Galton was a brilliant child, proficient in Latin and Greek when he was eight years old. Science, however, was his greatest interest, and by the age of fourteen, when he was sent to King Edward's School in Birmingham, he had grown tired of Latin and Greek and had begun to wish for what he felt was a more practical education. He says in his autobiography,
Memories of My Life (1908), "I had craved for what was denied, namely, an abundance of good English reading, well-taught mathematics, and solid science. Grammar and the dry rudiments of Latin and Greek were abhorrent to me, for there seemed so little sense in them."
Galton spent two years at King Edward's School before he began a medical apprenticeship in Birmingham, a position in which he was given great responsibilities, including those of setting broken bones and aiding in surgery. In 1839 he moved to London in order to obtain better theoretical instruction at King's College.
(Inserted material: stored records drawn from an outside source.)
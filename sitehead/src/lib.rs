#![allow(missing_docs)]
//! Browser side of the site header: mobile menu, active nav link, and
//! language-aware link targets.
//!
//! ```js
//! import init, { initSiteHeader } from "./sitehead.js";
//!
//! await init();
//! const container = document.getElementById("site-header");
//! container.innerHTML = await (await fetch("partials/header.html")).text();
//! const header = initSiteHeader(container);
//! ```

pub use js_sys;
pub use sitehead_router;
pub use wasm_bindgen;
pub use web_sys;

mod config;
mod console;
mod dom;
mod header;
mod highlight;
mod links;
mod menu;
mod signal;

pub use config::{CONFIG_GLOBAL, SiteConfig};
pub use header::{InitState, SiteHeader, init_site_header};

/// Forward Rust panics to the browser console.
pub fn set_panic_hook() {
    #[cfg(feature = "console_error_panic_hook")]
    console_error_panic_hook::set_once();
}
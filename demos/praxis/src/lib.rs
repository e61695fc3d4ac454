//! Praxis demo site.
//!
//! Every page carries an empty `<header id="site-header">`. On load the
//! client fetches the header fragment for the page's language, inserts it,
//! announces the insertion with a `site:header-inserted` event, and hands the
//! container to [`sitehead::init_site_header`].
//!
//! ```sh
//! wasm-pack build demos/praxis --target web --out-dir static/pkg -- --features wasm
//! cargo run -p praxis --features server --bin server
//! ```

#![allow(missing_docs)]

use sitehead::sitehead_router::{ResolvedLocation, join_path};

/// Element the header fragment is inserted into.
pub const HEADER_CONTAINER_ID: &str = "site-header";
/// Event dispatched on the document once the fragment is in place.
pub const HEADER_INSERTED_EVENT: &str = "site:header-inserted";

/// URL of the header fragment matching the page's language.
pub fn header_fragment_url(location: &ResolvedLocation) -> String {
    let fragment = if location.is_english {
        "partials/header-en.html"
    } else {
        "partials/header.html"
    };

    join_path(&location.base_prefix, fragment)
}

#[cfg(target_arch = "wasm32")]
mod client {
    use std::cell::RefCell;

    use sitehead::sitehead_router::resolve_in;
    use sitehead::{SiteConfig, SiteHeader, init_site_header};
    use wasm_bindgen::prelude::*;
    use wasm_bindgen::JsCast;
    use wasm_bindgen_futures::JsFuture;

    use super::{HEADER_CONTAINER_ID, HEADER_INSERTED_EVENT, header_fragment_url};

    thread_local! {
        static HEADER: RefCell<Option<SiteHeader>> = const { RefCell::new(None) };
    }

    #[wasm_bindgen(start)]
    pub fn start() {
        sitehead::set_panic_hook();

        wasm_bindgen_futures::spawn_local(async {
            if let Err(err) = load_header().await {
                web_sys::console::error_2(&"Failed to load site header:".into(), &err);
            }
        });
    }

    async fn load_header() -> Result<(), JsValue> {
        let window = web_sys::window().ok_or("No global window object")?;
        let document = window.document().ok_or("No document object")?;
        let container = document
            .get_element_by_id(HEADER_CONTAINER_ID)
            .ok_or("No header container")?;

        let path = window.location().pathname()?;
        let config = SiteConfig::from_window();
        let location = resolve_in(&path, &config.deployment(&path));
        let url = header_fragment_url(&location);

        let response: web_sys::Response = JsFuture::from(window.fetch_with_str(&url))
            .await?
            .dyn_into()?;

        if !response.ok() {
            return Err(format!("Fetching {url} failed with status {}", response.status()).into());
        }

        let html = JsFuture::from(response.text()?)
            .await?
            .as_string()
            .ok_or("Header fragment is not text")?;

        container.set_inner_html(&html);

        let event_init = web_sys::CustomEventInit::new();
        event_init.set_detail(&JsValue::from_str(&url));
        let event =
            web_sys::CustomEvent::new_with_event_init_dict(HEADER_INSERTED_EVENT, &event_init)?;
        document.dispatch_event(&event)?;

        let header = init_site_header(container)?;
        HEADER.with(|slot| *slot.borrow_mut() = Some(header));

        Ok(())
    }
}
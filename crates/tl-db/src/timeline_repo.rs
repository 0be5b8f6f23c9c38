use crate::query::{timeline_query, TIMELINE_COLUMNS};
use crate::util::{optional, parse_timestamp, query_error, required, DbError};
use rusqlite::Connection;
use tl_core::error::StoreError;
use tl_core::events::TimelineRepository;
use tl_core::sources::{SOURCES, SourceSpec};
use tl_core::types::{LogType, SourceRow, TimelineQuery};

pub struct TimelineRepo<'a> {
    pub conn: &'a Connection,
    sources: &'a [SourceSpec],
}

impl<'a> TimelineRepo<'a> {
    pub fn new(conn: &'a Connection) -> Self {
        Self::with_sources(conn, &SOURCES)
    }

    pub fn with_sources(conn: &'a Connection, sources: &'a [SourceSpec]) -> Self {
        Self { conn, sources }
    }
}

impl TimelineRepository for TimelineRepo<'_> {
    fn source_rows(&self, query: &TimelineQuery) -> Result<Vec<SourceRow>, StoreError> {
        let Some(bound) = timeline_query(query, self.sources) else {
            return Ok(Vec::new());
        };
        tracing::debug!(
            line_id = %query.line_id,
            eqp_id = %query.eqp_id,
            sdwt_id = ?query.sdwt_id,
            branches = query.log_types.len(),
            params = ?bound.params.names().collect::<Vec<_>>(),
            "running timeline union"
        );
        let mut stmt = self.conn.prepare(&bound.sql).map_err(query_error)?;
        let mut rows = stmt
            .query(bound.params.as_sql().as_slice())
            .map_err(query_error)?;
        let mut source_rows = Vec::new();
        while let Some(row) = rows.next().map_err(query_error)? {
            source_rows.push(map_source_row(row)?);
        }
        tracing::debug!(rows = source_rows.len(), "timeline union finished");
        Ok(source_rows)
    }
}

fn map_source_row(row: &rusqlite::Row<'_>) -> Result<SourceRow, StoreError> {
    let [
        log_type,
        local_id,
        line_id,
        sdwt_id,
        eqp_id,
        event_type,
        event_time,
        end_time,
        operator,
        comment,
        link_key,
    ] = TIMELINE_COLUMNS;

    let tag: String = required(row, log_type)?;
    let tag = tag
        .parse::<LogType>()
        .map_err(|err| DbError::InvalidEnum { value: err.0 })?;
    let start: String = required(row, event_time)?;
    let end: Option<String> = optional(row, end_time)?;

    Ok(SourceRow {
        log_type: tag,
        local_id: required(row, local_id)?,
        line_id: required(row, line_id)?,
        sdwt_id: optional(row, sdwt_id)?,
        eqp_id: required(row, eqp_id)?,
        event_type: required(row, event_type)?,
        event_time: parse_timestamp(&start)?,
        end_time: end
            .as_deref()
            .filter(|value| !value.trim().is_empty())
            .map(parse_timestamp)
            .transpose()?,
        operator: optional(row, operator)?,
        comment: optional(row, comment)?,
        link_key: optional(row, link_key)?,
    })
}

#[cfg(test)]
mod tests {
    use super::*;
    use crate::schema::with_test_db;
    use tl_core::sources::LinkTemplates;
    use tl_core::timeline::merge_rows;
    use tl_core::validation::validate_timeline_query;

    fn insert(conn: &Connection, table: &str, columns: &str, values: &str) -> i64 {
        conn.execute(&format!("INSERT INTO {table} ({columns}) VALUES ({values})"), [])
            .unwrap();
        conn.last_insert_rowid()
    }

    fn status(conn: &Connection, eqp: &str, sdwt: &str, start: &str, end: Option<&str>) -> i64 {
        let end = end.map_or("NULL".to_string(), |value| format!("'{value}'"));
        insert(
            conn,
            "eqp_status_hist",
            "line_id, sdwt_prod, eqp_cb, status_type, event_time, end_time, operator, comment",
            &format!("'L1', '{sdwt}', '{eqp}', 'RUN', '{start}', {end}, 'kim', 'ok'"),
        )
    }

    fn seed_every_source(conn: &Connection) {
        status(conn, "EQP01", "S1", "2024-01-01 00:00:00", Some("2024-01-01 01:30:00"));
        insert(
            conn,
            "gpm_tip_hist",
            "line_id, sdwt_prod, eqp_cb, tip_type, event_time",
            "'L1', 'S1', 'EQP01', 'PM', '2024-01-02 00:00:00'",
        );
        insert(
            conn,
            "racb_list",
            "line_id, sdwt_prod, eqp_cb, event_time, end_time",
            "'L1', 'S2', 'EQP01', '2024-01-03 00:00:00', '2024-01-03 00:00:10'",
        );
        insert(
            conn,
            "ctttm_log_hist",
            "line_id, sdwt_prod, eqp_cb, ctttm_type, event_time",
            "'L1', 'S1', 'EQP01', 'CHAMBER', '2024-01-04T00:00:00'",
        );
        insert(
            conn,
            "jira_issue_hist",
            "line_id, sdwt_prod, eqp_cb, issue_key, issue_status, event_time",
            "'L1', 'S1', 'EQP01', 'ABC-1', 'Open', '2024-01-05 00:00:00'",
        );
    }

    fn fetch(conn: &Connection, sdwt: Option<&str>, log_types: Option<&str>) -> Vec<SourceRow> {
        let query = validate_timeline_query(Some("L1"), Some("EQP01"), sdwt, log_types).unwrap();
        TimelineRepo::new(conn).source_rows(&query).unwrap()
    }

    #[test]
    fn closed_status_event_has_row_id_and_duration() {
        let conn = with_test_db().unwrap();
        let row_id = status(&conn, "EQP01", "S1", "2024-01-01T00:00:00", Some("2024-01-01T01:30:00"));

        let events = merge_rows(fetch(&conn, None, None), &LinkTemplates::default());
        assert_eq!(events.len(), 1);
        assert_eq!(events[0].id, format!("EQP-{row_id}"));
        assert_eq!(events[0].duration, Some(5400.0));
        assert_eq!(events[0].operator.as_deref(), Some("kim"));
        assert_eq!(events[0].url, None);
    }

    #[test]
    fn jira_issue_links_to_browse_page() {
        let conn = with_test_db().unwrap();
        insert(
            &conn,
            "jira_issue_hist",
            "line_id, sdwt_prod, eqp_cb, issue_key, issue_status, event_time",
            "'L1', 'S1', 'EQP01', 'ABC-1', 'In Progress', '2024-01-01 00:00:00'",
        );

        let events = merge_rows(fetch(&conn, None, None), &LinkTemplates::default());
        assert_eq!(events.len(), 1);
        assert_eq!(events[0].log_type, LogType::Jira);
        assert_eq!(events[0].event_type, "In Progress");
        assert!(events[0].url.as_deref().unwrap().ends_with("/browse/ABC-1"));
        assert_eq!(events[0].duration, None);
    }

    #[test]
    fn every_source_contributes_its_rows() {
        let conn = with_test_db().unwrap();
        seed_every_source(&conn);

        let events = merge_rows(fetch(&conn, None, None), &LinkTemplates::default());
        let types: Vec<LogType> = events.iter().map(|event| event.log_type).collect();
        assert_eq!(
            types,
            vec![LogType::Jira, LogType::Ctttm, LogType::Racb, LogType::Tip, LogType::Eqp]
        );
        let racb = &events[2];
        assert_eq!(racb.event_type, "RACB");
        assert_eq!(racb.duration, Some(10.0));
        assert!(racb.url.as_deref().unwrap().starts_with("https://racb.example.com/alarm/"));
        let tip = &events[3];
        assert_eq!(tip.id, "TIP-1");
        assert_eq!(tip.url.as_deref(), Some("https://tip.example.com/issue/1"));
    }

    #[test]
    fn ids_are_unique_when_local_ids_collide_across_sources() {
        let conn = with_test_db().unwrap();
        seed_every_source(&conn);

        let events = merge_rows(fetch(&conn, None, None), &LinkTemplates::default());
        let mut ids: Vec<&str> = events.iter().map(|event| event.id.as_str()).collect();
        ids.sort_unstable();
        ids.dedup();
        assert_eq!(ids.len(), events.len());
    }

    #[test]
    fn other_equipment_and_lines_are_excluded() {
        let conn = with_test_db().unwrap();
        status(&conn, "EQP02", "S1", "2024-01-01 00:00:00", None);
        insert(
            &conn,
            "eqp_status_hist",
            "line_id, sdwt_prod, eqp_cb, status_type, event_time",
            "'L2', 'S1', 'EQP01', 'IDLE', '2024-01-01 00:00:00'",
        );

        assert!(fetch(&conn, None, None).is_empty());
    }

    #[test]
    fn sdwt_filter_narrows_sources() {
        let conn = with_test_db().unwrap();
        seed_every_source(&conn);

        let rows = fetch(&conn, Some("S2"), None);
        assert_eq!(rows.len(), 1);
        assert_eq!(rows[0].log_type, LogType::Racb);
    }

    #[test]
    fn sdwt_filter_leaves_sources_without_the_column_unfiltered() {
        let conn = with_test_db().unwrap();
        seed_every_source(&conn);
        let mut sources = SOURCES;
        sources[3].sdwt_column = None;

        let query = validate_timeline_query(Some("L1"), Some("EQP01"), Some("S2"), None).unwrap();
        let rows = TimelineRepo::with_sources(&conn, &sources)
            .source_rows(&query)
            .unwrap();
        let mut types: Vec<LogType> = rows.iter().map(|row| row.log_type).collect();
        types.sort();
        assert_eq!(types, vec![LogType::Racb, LogType::Ctttm]);
        let ctttm = rows.iter().find(|row| row.log_type == LogType::Ctttm).unwrap();
        assert_eq!(ctttm.sdwt_id, None);
    }

    #[test]
    fn log_type_selection_limits_sources() {
        let conn = with_test_db().unwrap();
        seed_every_source(&conn);

        let rows = fetch(&conn, None, Some("TIP,JIRA"));
        let mut types: Vec<LogType> = rows.iter().map(|row| row.log_type).collect();
        types.sort();
        assert_eq!(types, vec![LogType::Tip, LogType::Jira]);
    }

    #[test]
    fn same_timestamp_events_from_different_sources_are_kept() {
        let conn = with_test_db().unwrap();
        status(&conn, "EQP01", "S1", "2024-01-01 00:00:00", None);
        insert(
            &conn,
            "ctttm_log_hist",
            "line_id, sdwt_prod, eqp_cb, ctttm_type, event_time",
            "'L1', 'S1', 'EQP01', 'CHAMBER', '2024-01-01 00:00:00'",
        );

        let events = merge_rows(fetch(&conn, None, None), &LinkTemplates::default());
        let ids: Vec<&str> = events.iter().map(|event| event.id.as_str()).collect();
        assert_eq!(ids, vec!["CTTTM-1", "EQP-1"]);
    }

    #[test]
    fn unparseable_timestamp_fails_the_request() {
        let conn = with_test_db().unwrap();
        status(&conn, "EQP01", "S1", "not a time", None);

        let query = validate_timeline_query(Some("L1"), Some("EQP01"), None, None).unwrap();
        let err = TimelineRepo::new(&conn).source_rows(&query).unwrap_err();
        assert!(matches!(err, StoreError::InvalidRow { .. }));
    }

    #[test]
    fn missing_source_table_fails_the_whole_query() {
        let conn = with_test_db().unwrap();
        status(&conn, "EQP01", "S1", "2024-01-01 00:00:00", None);
        conn.execute_batch("DROP TABLE racb_list").unwrap();

        let query = validate_timeline_query(Some("L1"), Some("EQP01"), None, None).unwrap();
        let err = TimelineRepo::new(&conn).source_rows(&query).unwrap_err();
        assert!(matches!(err, StoreError::Query { .. }));
    }

    #[test]
    fn repeated_fetches_are_identical() {
        let conn = with_test_db().unwrap();
        seed_every_source(&conn);

        let first = merge_rows(fetch(&conn, None, None), &LinkTemplates::default());
        let second = merge_rows(fetch(&conn, None, None), &LinkTemplates::default());
        assert_eq!(first, second);
    }
}
use serde::{Deserialize, Serialize};
use utoipa::ToSchema;

/// A row of the equipment dimension: which line, sub-division and process
/// group an equipment belongs to.
#[derive(Debug, Clone, PartialEq, Eq, Serialize, Deserialize, ToSchema)]
#[serde(rename_all = "camelCase")]
pub struct EquipmentScope {
    pub id: String,
    pub line_id: String,
    pub sdwt_id: Option<String>,
    pub prc_group: Option<String>,
}

#[derive(Debug, Clone, PartialEq, Eq, Serialize, Deserialize, ToSchema)]
pub struct LineSummary {
    pub id: String,
    pub name: String,
}

impl LineSummary {
    pub fn new(id: String) -> Self {
        let name = format!("Line {id}");
        Self { id, name }
    }
}

#[derive(Debug, Clone, PartialEq, Eq, Serialize, Deserialize, ToSchema)]
#[serde(rename_all = "camelCase")]
pub struct SdwtSummary {
    pub id: String,
    pub line_id: String,
    pub name: String,
}

#[derive(Debug, Clone, PartialEq, Eq, Serialize, Deserialize, ToSchema)]
pub struct PrcGroupSummary {
    pub id: String,
    pub name: String,
}

#[derive(Debug, Clone, PartialEq, Eq, Serialize, Deserialize, ToSchema)]
#[serde(rename_all = "camelCase")]
pub struct EquipmentSummary {
    pub id: String,
    pub line_id: String,
    pub sdwt_id: Option<String>,
    pub prc_group: Option<String>,
    pub name: String,
}

impl From<EquipmentScope> for EquipmentSummary {
    fn from(scope: EquipmentScope) -> Self {
        Self {
            name: scope.id.clone(),
            id: scope.id,
            line_id: scope.line_id,
            sdwt_id: scope.sdwt_id,
            prc_group: scope.prc_group,
        }
    }
}
pub mod error;
pub mod health;
pub mod logs;
pub mod scopes;

use crate::middleware::correlation::correlation_middleware;
use crate::{openapi, AppState};
use axum::middleware;
use axum::Router;
use tower_http::cors::CorsLayer;
use tower_http::trace::TraceLayer;

pub fn router(state: AppState) -> Router {
    Router::new()
        .merge(health::router(state.clone()))
        .merge(scopes::router(state.clone()))
        .merge(logs::router(state))
        .merge(openapi::router())
        .layer(middleware::from_fn(correlation_middleware))
        .layer(CorsLayer::permissive())
        .layer(TraceLayer::new_for_http())
}
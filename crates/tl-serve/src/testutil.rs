use crate::{app, AppState};
use axum::body::Body;
use axum::http::{HeaderMap, Request, StatusCode};
use rusqlite::Connection;
use std::time::Duration;
use tempfile::TempDir;
use tl_core::sources::LinkTemplates;
use tower::ServiceExt;

pub struct TestApp {
    _dir: TempDir,
    conn: Option<Connection>,
    pub state: AppState,
}

impl TestApp {
    /// Fresh database file with the source tables installed.
    pub fn new() -> Self {
        let dir = tempfile::tempdir().unwrap();
        let path = dir.path().join("timeline.db");
        let path = path.to_str().unwrap().to_string();
        let conn = tl_db::schema::create(&path).unwrap();
        Self {
            state: Self::state(path),
            conn: Some(conn),
            _dir: dir,
        }
    }

    /// Points at a path that was never created.
    pub fn without_database() -> Self {
        let dir = tempfile::tempdir().unwrap();
        let path = dir.path().join("missing.db");
        let path = path.to_str().unwrap().to_string();
        Self {
            state: Self::state(path),
            conn: None,
            _dir: dir,
        }
    }

    fn state(path: String) -> AppState {
        AppState::new(path, LinkTemplates::default(), Duration::from_secs(5))
    }

    pub fn exec(&self, sql: &str) {
        self.conn
            .as_ref()
            .expect("test app has no database")
            .execute_batch(sql)
            .unwrap();
    }

    pub async fn get(&self, uri: &str) -> (StatusCode, HeaderMap, Vec<u8>) {
        self.send(Request::builder().uri(uri).body(Body::empty()).unwrap())
            .await
    }

    pub async fn send(&self, request: Request<Body>) -> (StatusCode, HeaderMap, Vec<u8>) {
        let response = app(self.state.clone()).oneshot(request).await.unwrap();
        let status = response.status();
        let headers = response.headers().clone();
        let body = axum::body::to_bytes(response.into_body(), usize::MAX)
            .await
            .unwrap();
        (status, headers, body.to_vec())
    }

    pub async fn get_json(&self, uri: &str) -> (StatusCode, serde_json::Value) {
        let (status, _, body) = self.get(uri).await;
        let value = serde_json::from_slice(&body).unwrap();
        (status, value)
    }
}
In early 1840, as he was returning to London after visiting his family for Christmas, Galton met a Captain Sayers, who had traveled in Africa and recounted his adventures on the continent for Galton. Biographer D. W. Forrest finds that when Galton decided to begin exploring a decade later, his choice of Africa as his object "may have been determined by this chance meeting."
This passion to travel first struck Galton in the spring of 1840, and he persuaded his father to finance a summer trip to Germany for the ostensible purpose of studying under Baron Justus von Liebig, a famous chemist.